Rather: Observe that Texts and Comics are kinds of books., but with extra features. To model this in C++, we use what's called inheritance.
// version 1
Class Book {
String title, author;
int length;
public:
...
}; // called a Base class (superclass)
Class Text : public Book { // a Text is a public Book, this is called a Derived class (subclass)
string topic;
public:
Text(...) : ... {}
};
Class Comic : public Book { // also a derived class from book
string hero;
public:
Comic(...) : ... {}
};
Derived Class inherits fields and methods from their Base Class. So in this case, Comic and Text get title, author, and length fields. Additionally (quite important), any methods that can be call on a book, can be called on a Comic or Text.
Note that we do NOT repeat the data fields that we inherit from the base class! Doing so hides the parent's information, and is almost always an error.
The corresponding UML diagram now looks like this:
Question: Who can access the fields of Books? They are private, so outsiders can't see them, but they are also part of Comics and Texts. So, can Comics and Texts see(access) them?
Answer: NO! Not even subclasses can see private fields. Only an object of type Book can see the fields of Book.

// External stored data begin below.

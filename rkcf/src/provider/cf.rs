use std::collections::HashMap;

use async_trait::async_trait;
use chrono::Utc;
use common::{NodeAddress, NodeCondition, NodeDaemonEndpoints, PodStatus, PodTask};
use tracing::{debug, error, info};

use super::store::{PodStore, build_key, build_key_from_names};
use super::{Provider, node, status};
use crate::cf::{
    AppUpdateRequest, CfClient, DockerAppCreateRequest, Org, OrgRequest, Platform, Space,
    SpaceRequest,
};
use crate::config::ProviderConfig;
use crate::error::ProviderError;

/// How the virtual node presents itself to the host.
#[derive(Debug, Clone)]
pub struct NodeSettings {
    pub node_name: String,
    pub internal_ip: String,
    pub daemon_endpoint_port: i32,
}

/// Runs every pod as a single docker-image application in one Cloud Foundry
/// space.
///
/// Only creation reaches the platform. Updates and deletes change the local
/// pod map alone, so the remote application keeps the spec it was created
/// with and outlives the pod.
pub struct CfProvider<P = CfClient> {
    node: NodeSettings,
    config: ProviderConfig,
    platform: P,
    pods: PodStore,
    org: Org,
    space: Space,
}

impl CfProvider<CfClient> {
    /// Build the API client from `config` and make sure the configured org and
    /// space exist. Fails if either cannot be found or created.
    pub async fn connect(config: ProviderConfig, node: NodeSettings) -> Result<Self, ProviderError> {
        let client = CfClient::with_tls_verification(
            config.api.clone(),
            &config.access_token,
            !config.skip_ssl_validation,
        )?;
        let mut provider = Self::new(config, client, node);
        provider.ensure_org_and_space().await?;
        Ok(provider)
    }
}

impl<P: Platform> CfProvider<P> {
    pub fn new(config: ProviderConfig, platform: P, node: NodeSettings) -> Self {
        Self {
            node,
            config,
            platform,
            pods: PodStore::new(),
            org: Org::default(),
            space: Space::default(),
        }
    }

    pub fn org(&self) -> &Org {
        &self.org
    }

    pub fn space(&self) -> &Space {
        &self.space
    }

    pub fn node_name(&self) -> &str {
        &self.node.node_name
    }

    pub fn platform(&self) -> &P {
        &self.platform
    }

    /// Look up the configured org and space, creating whichever is missing,
    /// and remember both. Safe to call repeatedly.
    pub async fn ensure_org_and_space(&mut self) -> Result<(), ProviderError> {
        let org_name = &self.config.org;
        let org = match self.platform.get_org_by_name(org_name).await? {
            Some(org) => org,
            None => {
                info!("org {org_name:?} not found, creating it");
                let req = OrgRequest {
                    name: org_name.clone(),
                };
                self.platform.create_org(&req).await?
            }
        };

        let space_name = &self.config.space;
        let space = match self.platform.get_space_by_name(space_name, &org.guid).await? {
            Some(space) => space,
            None => {
                info!("space {space_name:?} not found in org {org_name:?}, creating it");
                let req = SpaceRequest {
                    name: space_name.clone(),
                    organization_guid: org.guid.clone(),
                };
                self.platform.create_space(&req).await?
            }
        };

        info!(
            "using org {:?} ({}) and space {:?} ({})",
            org.name, org.guid, space.name, space.guid
        );
        self.org = org;
        self.space = space;
        Ok(())
    }

    async fn create_app(&self, req: &DockerAppCreateRequest) -> Result<(), ProviderError> {
        let app = self.platform.create_docker_app(req).await?;
        debug!("created app {} with guid {}", app.name, app.guid);

        self.platform
            .update_app(&app.guid, &AppUpdateRequest::started())
            .await
            .map_err(|source| ProviderError::StartApp {
                app: req.name.clone(),
                source,
            })?;
        Ok(())
    }
}

/// The image of the one container a pod may carry.
fn single_container_image(pod: &PodTask) -> Result<String, ProviderError> {
    let containers = &pod.spec.containers;
    match containers.len() {
        1 => Ok(containers[0].image.clone()),
        0 => Err(ProviderError::NoContainers {
            pod: pod.metadata.name.clone(),
        }),
        count => Err(ProviderError::TooManyContainers {
            pod: pod.metadata.name.clone(),
            count,
        }),
    }
}

#[async_trait]
impl<P: Platform> Provider for CfProvider<P> {
    async fn create_pod(&self, pod: &PodTask) -> Result<(), ProviderError> {
        info!("receive CreatePod {:?}", pod.metadata.name);

        let key = build_key(pod)?;
        let docker_image = single_container_image(pod)?;

        let req = DockerAppCreateRequest {
            name: pod.metadata.name.clone(),
            space_guid: self.space.guid.clone(),
            docker_image,
            diego: true,
        };
        if let Err(e) = self.create_app(&req).await {
            error!(
                "Failed to run pod {} as an app: {}",
                pod.metadata.name,
                e.detail()
            );
            return Err(e);
        }

        self.pods.insert(key, pod.clone()).await;
        Ok(())
    }

    async fn update_pod(&self, pod: &PodTask) -> Result<(), ProviderError> {
        info!("receive UpdatePod {:?}", pod.metadata.name);

        let key = build_key(pod)?;
        self.pods.insert(key, pod.clone()).await;
        Ok(())
    }

    async fn delete_pod(&self, pod: &PodTask) -> Result<(), ProviderError> {
        info!("receive DeletePod {:?}", pod.metadata.name);

        let key = build_key(pod)?;
        self.pods.remove(&key).await;
        Ok(())
    }

    async fn get_pod(
        &self,
        namespace: &str,
        name: &str,
    ) -> Result<Option<PodTask>, ProviderError> {
        info!("receive GetPod {name:?}");

        let key = build_key_from_names(namespace, name)?;
        Ok(self.pods.get(&key).await)
    }

    async fn get_container_logs(
        &self,
        _namespace: &str,
        pod_name: &str,
        _container_name: &str,
        _tail: usize,
    ) -> Result<String, ProviderError> {
        info!("receive GetContainerLogs {pod_name:?}");
        Ok(String::new())
    }

    async fn get_pod_status(
        &self,
        namespace: &str,
        name: &str,
    ) -> Result<Option<PodStatus>, ProviderError> {
        info!("receive GetPodStatus {name:?}");

        let pod = self.get_pod(namespace, name).await?;
        Ok(pod.map(|p| status::running_status(&p, Utc::now())))
    }

    async fn get_pods(&self) -> Result<Vec<PodTask>, ProviderError> {
        info!("receive GetPods");
        Ok(self.pods.list().await)
    }

    fn capacity(&self) -> HashMap<String, String> {
        node::capacity()
    }

    fn node_conditions(&self) -> Vec<NodeCondition> {
        node::node_conditions(Utc::now())
    }

    fn node_addresses(&self) -> Vec<NodeAddress> {
        node::node_addresses(&self.node.internal_ip)
    }

    fn node_daemon_endpoints(&self) -> NodeDaemonEndpoints {
        node::daemon_endpoints(self.node.daemon_endpoint_port)
    }

    fn operating_system(&self) -> String {
        node::OPERATING_SYSTEM_LINUX.to_string()
    }
}
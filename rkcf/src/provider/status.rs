use chrono::{DateTime, Utc};
use common::{
    ContainerState, ContainerStateRunning, ContainerStatus, PodCondition, PodPhase, PodStatus,
    PodTask,
};

pub const PLACEHOLDER_HOST_IP: &str = "1.2.3.4";
pub const PLACEHOLDER_POD_IP: &str = "5.6.7.8";

/// Status reported for every pod the provider knows about. It is built from
/// the stored spec only; the remote application is never queried.
pub fn running_status(pod: &PodTask, now: DateTime<Utc>) -> PodStatus {
    let conditions = ["Initialized", "Ready", "PodScheduled"]
        .into_iter()
        .map(|t| PodCondition {
            condition_type: t.to_string(),
            status: "True".to_string(),
        })
        .collect();

    let container_statuses = pod
        .spec
        .containers
        .iter()
        .map(|c| ContainerStatus {
            name: c.name.clone(),
            image: c.image.clone(),
            ready: true,
            restart_count: 0,
            state: ContainerState {
                running: Some(ContainerStateRunning { started_at: now }),
            },
        })
        .collect();

    PodStatus {
        phase: PodPhase::Running,
        host_ip: PLACEHOLDER_HOST_IP.to_string(),
        pod_ip: PLACEHOLDER_POD_IP.to_string(),
        start_time: Some(now),
        conditions,
        container_statuses,
    }
}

How do we initialize Text objects? We need a title, author, and length, which are the big book components, and a topic.
Class Text : public Book {
string topic;
public:
Text(string title, string author, int length, string topic) : title{title}, author{author},
length{length}, topic{topic} {}
// DON'T WORK! Text method can't access topic, author, and length, only Book can.
};
First reason : the data fields author, title, and length are private
to the Book class by default and thus not directly accessible to a Text or Comic object.
There is also a second reason
-
when an object is constructed, there are 4 steps
- space is allocated
- The superclass component is constructed <NEW STEP> (invoke the superclass constructor to build the superclass portion of the object)
- fields are constructed
- the constructor body runs
-
And step 2 doesn't work because Book doesn't have a default constructor.
We must specify how to construct our base class components, so to fix:
Class Text : public Book { // specify how to construct the base class in the ctor
string topic;
public:
Text(string title, string author, int length, string topic) :
Book{title, author, length}, topic{topic} {}
// |-------> step 2 <---------| |--> step 3 <--|
// replace the initializations of author, title, and length with a call to the Book ctor instead
};
If the superclass has no default ctor, the subclass MUST invoke the superclass constructor (specify how to construct it) in the MIL.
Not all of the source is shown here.